__Material to process__.
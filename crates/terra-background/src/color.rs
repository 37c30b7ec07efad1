//! Color utility functions for scene painting.

use ratatui::style::Color;

/// Scale an RGB color toward black. `opacity` is clamped to `[0, 1]`.
///
/// Terminals have no alpha channel, so fading over a black sky is the closest
/// match. Non-RGB colors are only affected at zero opacity.
pub fn fade(color: Color, opacity: f32) -> Color {
    let opacity = opacity.clamp(0.0, 1.0);
    match color {
        Color::Rgb(r, g, b) => Color::Rgb(
            (r as f32 * opacity).round() as u8,
            (g as f32 * opacity).round() as u8,
            (b as f32 * opacity).round() as u8,
        ),
        _ if opacity == 0.0 => Color::Black,
        other => other,
    }
}

/// Convert HSL to RGB color.
pub fn hsl_to_rgb(h: f32, s: f32, l: f32) -> Color {
    if s == 0.0 {
        let v = (l * 255.0) as u8;
        return Color::Rgb(v, v, v);
    }

    let q = if l < 0.5 {
        l * (1.0 + s)
    } else {
        l + s - l * s
    };
    let p = 2.0 * l - q;

    let h = h / 360.0;

    let r = hue_to_rgb(p, q, h + 1.0 / 3.0);
    let g = hue_to_rgb(p, q, h);
    let b = hue_to_rgb(p, q, h - 1.0 / 3.0);

    Color::Rgb((r * 255.0) as u8, (g * 255.0) as u8, (b * 255.0) as u8)
}

fn hue_to_rgb(p: f32, q: f32, mut t: f32) -> f32 {
    if t < 0.0 {
        t += 1.0;
    }
    if t > 1.0 {
        t -= 1.0;
    }

    if t < 1.0 / 6.0 {
        p + (q - p) * 6.0 * t
    } else if t < 1.0 / 2.0 {
        q
    } else if t < 2.0 / 3.0 {
        p + (q - p) * (2.0 / 3.0 - t) * 6.0
    } else {
        p
    }
}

__Work order__.
Every line with the string "opacity" in the material should be returned.

__Result of this exercise__.
/// Scale an RGB color toward black. `opacity` is clamped to `[0, 1]`.
/// match. Non-RGB colors are only affected at zero opacity.
pub fn fade(color: Color, opacity: f32) -> Color {
    let opacity = opacity.clamp(0.0, 1.0);
            (r as f32 * opacity).round() as u8,
            (g as f32 * opacity).round() as u8,
            (b as f32 * opacity).round() as u8,
        _ if opacity == 0.0 => Color::Black,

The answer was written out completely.